### Provided entries:
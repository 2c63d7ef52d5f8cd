//! The state file recording which properties org-props manages.
//!
//! Each tracked property is stored with its identifier and the attributes
//! last read from GitHub. The file is JSON and is rewritten after every
//! command that changes it.

use chrono::{DateTime, Utc};
use property_sync::ResourceData;
use serde::{Deserialize, Serialize};
use std::collections::BTreeMap;
use std::fs;
use std::path::Path;
use tracing::{debug, info};

use crate::errors::Error;

#[cfg(test)]
#[path = "state_tests.rs"]
mod tests;

/// Default name of the state file.
pub const DEFAULT_STATE_FILE: &str = "org-props.state.json";

/// Format version written to new state files.
pub const STATE_VERSION: u32 = 1;

/// Tracked properties keyed by property name.
#[derive(Debug, Clone, PartialEq, Eq, Serialize, Deserialize)]
pub struct StateFile {
    pub version: u32,

    #[serde(default, skip_serializing_if = "Option::is_none")]
    pub updated_at: Option<DateTime<Utc>>,

    #[serde(default)]
    pub resources: BTreeMap<String, ResourceData>,
}

impl Default for StateFile {
    fn default() -> Self {
        Self {
            version: STATE_VERSION,
            updated_at: None,
            resources: BTreeMap::new(),
        }
    }
}

impl StateFile {
    /// Loads the state file, or returns an empty state if it does not exist.
    ///
    /// # Errors
    ///
    /// Returns `Error::State` if the file exists but cannot be read or parsed,
    /// or was written by a newer format version.
    pub fn load(path: &Path) -> Result<Self, Error> {
        if !path.exists() {
            debug!("No state file at {}, starting empty", path.display());
            return Ok(Self::default());
        }

        let content = fs::read_to_string(path).map_err(|e| {
            Error::State(format!(
                "Failed to read state file {}: {}",
                path.display(),
                e
            ))
        })?;

        let state: StateFile = serde_json::from_str(&content)
            .map_err(|e| Error::State(format!("Failed to parse state file: {}", e)))?;

        if state.version > STATE_VERSION {
            return Err(Error::State(format!(
                "State file version {} is newer than supported version {}",
                state.version, STATE_VERSION
            )));
        }

        debug!(
            resources = state.resources.len(),
            "State loaded from: {}",
            path.display()
        );
        Ok(state)
    }

    /// Writes the state to `path`, stamping it with the current time.
    pub fn save(&mut self, path: &Path) -> Result<(), Error> {
        self.updated_at = Some(Utc::now());

        if let Some(parent) = path.parent() {
            if !parent.as_os_str().is_empty() && !parent.exists() {
                fs::create_dir_all(parent).map_err(|e| {
                    Error::State(format!(
                        "Failed to create state directory {}: {}",
                        parent.display(),
                        e
                    ))
                })?;
            }
        }

        let content = serde_json::to_string_pretty(self)
            .map_err(|e| Error::State(format!("Failed to serialize state: {}", e)))?;

        fs::write(path, content).map_err(|e| {
            Error::State(format!(
                "Failed to write state file {}: {}",
                path.display(),
                e
            ))
        })?;

        info!(
            resources = self.resources.len(),
            "State saved to: {}",
            path.display()
        );
        Ok(())
    }

    pub fn get(&self, name: &str) -> Option<&ResourceData> {
        self.resources.get(name)
    }

    /// Records `data` under its name. Untracked records are removed instead.
    pub fn put(&mut self, data: ResourceData) {
        if data.is_tracked() {
            self.resources.insert(data.name.clone(), data);
        } else {
            self.resources.remove(&data.name);
        }
    }

    pub fn remove(&mut self, name: &str) -> Option<ResourceData> {
        self.resources.remove(name)
    }
}
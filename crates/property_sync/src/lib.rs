//! Keeps GitHub organization custom properties in line with their declarations.
//!
//! The crate is organized around a single resource:
//!
//! - [`CustomPropertyConfig`] is a declaration as written by a user; validating
//!   it produces a [`ResourceData`] record.
//! - [`CustomPropertyResource`] creates, reads, updates, deletes and imports
//!   the matching property through a [`github_client::CustomPropertyClient`].
//! - [`plan`] decides which of those operations an apply needs.
//!
//! Operations only run for organization owners, see [`check_organization`].

pub mod errors;
pub use errors::{PropertyError, PropertyResult, RemoteAction};

pub mod owner;
pub use owner::{check_organization, resolve_owner, Owner, OwnerKind};

pub mod plan;
pub use plan::{plan, PlanAction};

pub mod resource;
pub use resource::CustomPropertyResource;

pub mod resource_data;
pub use resource_data::ResourceData;

pub mod resource_id;
pub use resource_id::{build_property_id, parse_property_id, ID_SEPARATOR};

pub mod schema;
pub use schema::{resource_schema, AttributeSchema, CustomPropertyConfig, RESOURCE_TYPE};

pub mod types;
pub use types::{ValueType, ValuesEditableBy};
//! Command modules for the org-props CLI.
//!
//! - `session`: Connecting to GitHub and resolving the owner
//! - `sync_cmd`: The plan, apply, refresh and destroy commands
//! - `import_cmd`: Adopting an existing property into the state file
//! - `schema_cmd`: Describing the attributes of a property declaration

pub mod import_cmd;
pub mod schema_cmd;
pub mod session;
pub mod sync_cmd;
//! Tests for declaration validation and the resource schema.

use super::*;

fn config(name: &str, value_type: &str) -> CustomPropertyConfig {
    CustomPropertyConfig {
        name: name.to_string(),
        value_type: value_type.to_string(),
        required: false,
        default_value: None,
        description: None,
        allowed_values: Vec::new(),
        values_editable_by: "org_actors".to_string(),
    }
}

#[test]
fn test_validate_converts_all_attributes() {
    let declared = CustomPropertyConfig {
        required: true,
        default_value: Some("production".to_string()),
        description: Some("Prod or dev environment".to_string()),
        allowed_values: vec!["production".to_string(), "development".to_string()],
        ..config("environment_x", "single_select")
    };

    let data = declared.validate().unwrap();

    assert_eq!(data.name, "environment_x");
    assert_eq!(data.value_type, ValueType::SingleSelect);
    assert!(data.required);
    assert_eq!(data.default_value.as_deref(), Some("production"));
    assert_eq!(data.description.as_deref(), Some("Prod or dev environment"));
    assert_eq!(data.allowed_values, vec!["production", "development"]);
    assert_eq!(data.values_editable_by, ValuesEditableBy::OrgActors);
    assert!(!data.is_tracked());
}

#[test]
fn test_validate_rejects_unknown_value_type() {
    let err = config("owner", "text").validate().unwrap_err();

    assert!(matches!(err, PropertyError::Validation(_)));
    assert!(err.to_string().starts_with("expected value_type to be one of"));
}

#[test]
fn test_validate_rejects_unknown_values_editable_by() {
    let declared = CustomPropertyConfig {
        values_editable_by: "repo_actors".to_string(),
        ..config("owner", "string")
    };

    let err = declared.validate().unwrap_err();

    assert!(err
        .to_string()
        .starts_with("expected values_editable_by to be one of"));
}

#[test]
fn test_validate_rejects_empty_name() {
    assert!(config("", "string").validate().is_err());
}

#[test]
fn test_validate_rejects_separator_in_name() {
    let err = config("team:owner", "string").validate().unwrap_err();

    assert_eq!(err.to_string(), "name \"team:owner\" must not contain ':'");
}

#[test]
fn test_validate_leaves_allowed_values_to_the_synchronizer() {
    let declared = CustomPropertyConfig {
        allowed_values: vec!["a".to_string()],
        ..config("owner", "string")
    };

    let data = declared.validate().unwrap();

    assert_eq!(data.allowed_values, vec!["a"]);
}

#[test]
fn test_declaration_defaults() {
    let declared: CustomPropertyConfig = parse_declaration(
        r#"{"name": "owner", "value_type": "string"}"#,
    );

    assert!(!declared.required);
    assert_eq!(declared.values_editable_by, "org_actors");
    assert!(declared.allowed_values.is_empty());
}

#[test]
fn test_unknown_fields_are_rejected() {
    let result: Result<CustomPropertyConfig, _> = serde_json::from_str(
        r#"{"name": "owner", "value_type": "string", "colour": "red"}"#,
    );

    assert!(result.is_err());
}

#[test]
fn test_config_from_resource_data_round_trips() {
    let declared = CustomPropertyConfig {
        required: true,
        allowed_values: vec!["frontend".to_string(), "backend".to_string()],
        values_editable_by: "org_and_repo_actors".to_string(),
        ..config("tags", "multi_select")
    };

    let data = declared.validate().unwrap();

    assert_eq!(CustomPropertyConfig::from(&data), declared);
}

#[test]
fn test_resource_schema_force_new_attributes() {
    let schema = resource_schema();

    let force_new: Vec<&str> = schema
        .iter()
        .filter(|a| a.force_new)
        .map(|a| a.name)
        .collect();
    assert_eq!(force_new, vec!["name", "value_type"]);

    let required: Vec<&str> = schema
        .iter()
        .filter(|a| a.required)
        .map(|a| a.name)
        .collect();
    assert_eq!(required, vec!["name", "value_type"]);
}

#[test]
fn test_resource_schema_defaults() {
    let schema = resource_schema();
    let default_of = |name: &str| {
        schema
            .iter()
            .find(|a| a.name == name)
            .and_then(|a| a.default)
    };

    assert_eq!(default_of("required"), Some("false"));
    assert_eq!(default_of("values_editable_by"), Some("org_actors"));
    assert_eq!(default_of("default_value"), None);
}

fn parse_declaration(json: &str) -> CustomPropertyConfig {
    serde_json::from_str(json).expect("Failed to parse declaration")
}
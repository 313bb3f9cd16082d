// Server module entry
// Listener setup, connection handling, the accept loop and signal handling

pub mod connection;
pub mod listener;
pub mod signal;

// `loop` is a keyword, so the module is exposed as server_loop
#[path = "loop.rs"]
pub mod server_loop;

pub use listener::create_listener;
pub use server_loop::start_server_loop;
pub use signal::{start_signal_handler, ShutdownSignal};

### Exercise brief:
Using the data above, reproduce exactly the lines between those holding "the org-props CLI." and "use super::*;", inclusive, and no others.

### Exercise result:
//! Command modules for the org-props CLI.
//!
//! - `session`: Connecting to GitHub and resolving the owner
//! - `sync_cmd`: The plan, apply, refresh and destroy commands
//! - `import_cmd`: Adopting an existing property into the state file
//! - `schema_cmd`: Describing the attributes of a property declaration

pub mod import_cmd;
pub mod schema_cmd;
pub mod session;
pub mod sync_cmd;
//! Tests for declaration validation and the resource schema.

use super::*;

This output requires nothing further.